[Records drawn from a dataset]
== Segment start ==
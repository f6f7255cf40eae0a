//! Configuration management for mcstarter
//!
//! Application settings (Java location, heap sizes, priority, classifier
//! options) loaded from TOML or JSON files, plus the [`SettingsSource`]
//! interface the core uses to read individual settings.

pub mod loader;

use serde::{Deserialize, Serialize};
use std::path::PathBuf;

use crate::error::{Error, Result};
use crate::models::{ProcessPriority, ServerConfiguration, DEFAULT_SERVER_IDENTITIES};

/// Setting keys understood by [`SettingsSource`] implementations
pub mod keys {
    pub const MIN_RAM: &str = "minRam";
    pub const MAX_RAM: &str = "maxRam";
    pub const JAVA_PATH: &str = "javaPath";
    pub const PRIORITY: &str = "priority";
    pub const IGNORE_COMMAND_BLOCKS: &str = "ignoreCommandsBlock";
}

/// Read access to individual settings by key
pub trait SettingsSource: Send + Sync {
    fn read_int(&self, key: &str) -> Option<i64>;
    fn read_string(&self, key: &str) -> Option<String>;
    fn read_bool(&self, key: &str) -> Option<bool>;
}

/// Main configuration structure for mcstarter
#[derive(Debug, Clone, Default, PartialEq, Serialize, Deserialize)]
#[serde(default)]
pub struct Config {
    /// Java runtime configuration
    pub java: JavaConfig,

    /// Server supervision configuration
    pub server: ServerSettings,

    /// Event delivery configuration
    pub events: EventConfig,

    /// Logging configuration
    pub logging: LoggingConfig,
}

/// Java runtime configuration
#[derive(Debug, Clone, PartialEq, Serialize, Deserialize)]
#[serde(default)]
pub struct JavaConfig {
    /// Java executable; detected on first load when empty
    pub path: PathBuf,

    /// Initial heap size in megabytes
    pub min_ram_mb: u32,

    /// Maximum heap size in megabytes
    pub max_ram_mb: u32,
}

impl Default for JavaConfig {
    fn default() -> Self {
        Self {
            path: PathBuf::new(),
            min_ram_mb: 512,
            max_ram_mb: 1024,
        }
    }
}

/// Server supervision configuration
#[derive(Debug, Clone, PartialEq, Serialize, Deserialize)]
#[serde(default)]
pub struct ServerSettings {
    /// Priority applied once the server is ready
    pub priority: ProcessPriority,

    /// Suppress command-block echoes while the server is open
    pub ignore_command_blocks: bool,

    /// Bracketed names never treated as command-block echoes
    pub server_identities: Vec<String>,

    /// Write `eula.txt` accepting the EULA before starting
    pub accept_eula: bool,
}

impl Default for ServerSettings {
    fn default() -> Self {
        Self {
            priority: ProcessPriority::Normal,
            ignore_command_blocks: true,
            server_identities: DEFAULT_SERVER_IDENTITIES
                .iter()
                .map(|s| s.to_string())
                .collect(),
            accept_eula: true,
        }
    }
}

/// Event delivery configuration
#[derive(Debug, Clone, PartialEq, Serialize, Deserialize)]
#[serde(default)]
pub struct EventConfig {
    /// Events buffered per subscriber before it starts lagging
    pub channel_capacity: usize,
}

impl Default for EventConfig {
    fn default() -> Self {
        Self {
            channel_capacity: 1024,
        }
    }
}

/// Logging configuration
#[derive(Debug, Clone, PartialEq, Serialize, Deserialize)]
#[serde(default)]
pub struct LoggingConfig {
    /// Default `tracing` filter directive
    pub level: String,
}

impl Default for LoggingConfig {
    fn default() -> Self {
        Self {
            level: "info".to_string(),
        }
    }
}

impl Config {
    /// Build the run configuration for one server jar
    pub fn server_configuration(&self, jar_path: impl Into<PathBuf>) -> ServerConfiguration {
        let mut config = ServerConfiguration::new(self.java.path.clone(), jar_path)
            .with_ram(self.java.min_ram_mb, self.java.max_ram_mb);
        config.priority = self.server.priority;
        config.ignore_command_blocks = self.server.ignore_command_blocks;
        config.server_identities = self.server.server_identities.clone();
        config.accept_eula = self.server.accept_eula;
        config
    }

    /// Fill in the Java path from the system when none is configured
    pub fn detect_java(&mut self) -> Result<()> {
        if !self.java.path.as_os_str().is_empty() {
            return Ok(());
        }
        let path = crate::java::find_java_path().ok_or(Error::JavaNotFound)?;
        info!("Detected Java at {}", path.display());
        self.java.path = path;
        Ok(())
    }
}

impl SettingsSource for Config {
    fn read_int(&self, key: &str) -> Option<i64> {
        match key {
            keys::MIN_RAM => Some(i64::from(self.java.min_ram_mb)),
            keys::MAX_RAM => Some(i64::from(self.java.max_ram_mb)),
            keys::PRIORITY => Some(i64::from(crate::platform::priority_class(
                self.server.priority,
            ))),
            _ => None,
        }
    }

    fn read_string(&self, key: &str) -> Option<String> {
        match key {
            keys::JAVA_PATH if !self.java.path.as_os_str().is_empty() => {
                Some(self.java.path.to_string_lossy().to_string())
            }
            _ => None,
        }
    }

    fn read_bool(&self, key: &str) -> Option<bool> {
        match key {
            keys::IGNORE_COMMAND_BLOCKS => Some(self.server.ignore_command_blocks),
            _ => None,
        }
    }
}
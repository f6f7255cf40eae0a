//! Server I/O Streams
//!
//! One task per output pipe turns bytes into lines for the session
//! driver; one task drains the command queue into the server's stdin so
//! callers never wait on the pipe.

use std::sync::Arc;

use tokio::io::{AsyncBufReadExt, AsyncRead, AsyncWrite, AsyncWriteExt, BufReader};
use tokio::sync::mpsc::UnboundedReceiver;
use tokio::task::JoinHandle;

use crate::error::Error;

use super::driver::SessionDriver;
use super::events::OutputStream;

/// Read `reader` line by line and hand each line to the driver.
///
/// Bytes that are not valid UTF-8 are replaced rather than dropped. A read
/// error ends the stream exactly like end-of-file does.
pub fn spawn_line_reader<R>(
    reader: R,
    stream: OutputStream,
    generation: u64,
    driver: Arc<SessionDriver>,
) -> JoinHandle<()>
where
    R: AsyncRead + Unpin + Send + 'static,
{
    tokio::spawn(async move {
        let mut reader = BufReader::new(reader);
        let mut buf = Vec::with_capacity(256);

        loop {
            buf.clear();
            match reader.read_until(b'\n', &mut buf).await {
                Ok(0) => {
                    debug!("Server {} reached end of stream", stream.as_str());
                    break;
                }
                Ok(_) => {
                    let line = String::from_utf8_lossy(&buf);
                    let line = line.trim_end_matches(['\n', '\r']);
                    driver.process_line(generation, stream, line);
                }
                Err(e) => {
                    warn!("Error reading server {}: {}", stream.as_str(), e);
                    break;
                }
            }
        }
    })
}

/// Write every queued command, newline-terminated, to `stdin`.
///
/// The task ends when the queue closes or the pipe breaks; queued
/// commands after a broken pipe are discarded.
pub fn spawn_stdin_writer<W>(stdin: W, mut commands: UnboundedReceiver<String>) -> JoinHandle<()>
where
    W: AsyncWrite + Unpin + Send + 'static,
{
    tokio::spawn(async move {
        let mut stdin = stdin;
        while let Some(command) = commands.recv().await {
            if let Err(e) = write_line(&mut stdin, &command).await {
                warn!(
                    "{}",
                    Error::CommandWriteFailed {
                        command,
                        reason: e.to_string(),
                    }
                );
                break;
            }
            trace!("Sent command: {}", command);
        }
        debug!("Server stdin writer finished");
    })
}

async fn write_line<W>(stdin: &mut W, command: &str) -> std::io::Result<()>
where
    W: AsyncWrite + Unpin,
{
    stdin.write_all(command.as_bytes()).await?;
    stdin.write_all(b"\n").await?;
    stdin.flush().await
}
== Segment end ==
Among the lines above, which contain the word "level"? Copy every one.

    pub level: String,
            level: "info".to_string(),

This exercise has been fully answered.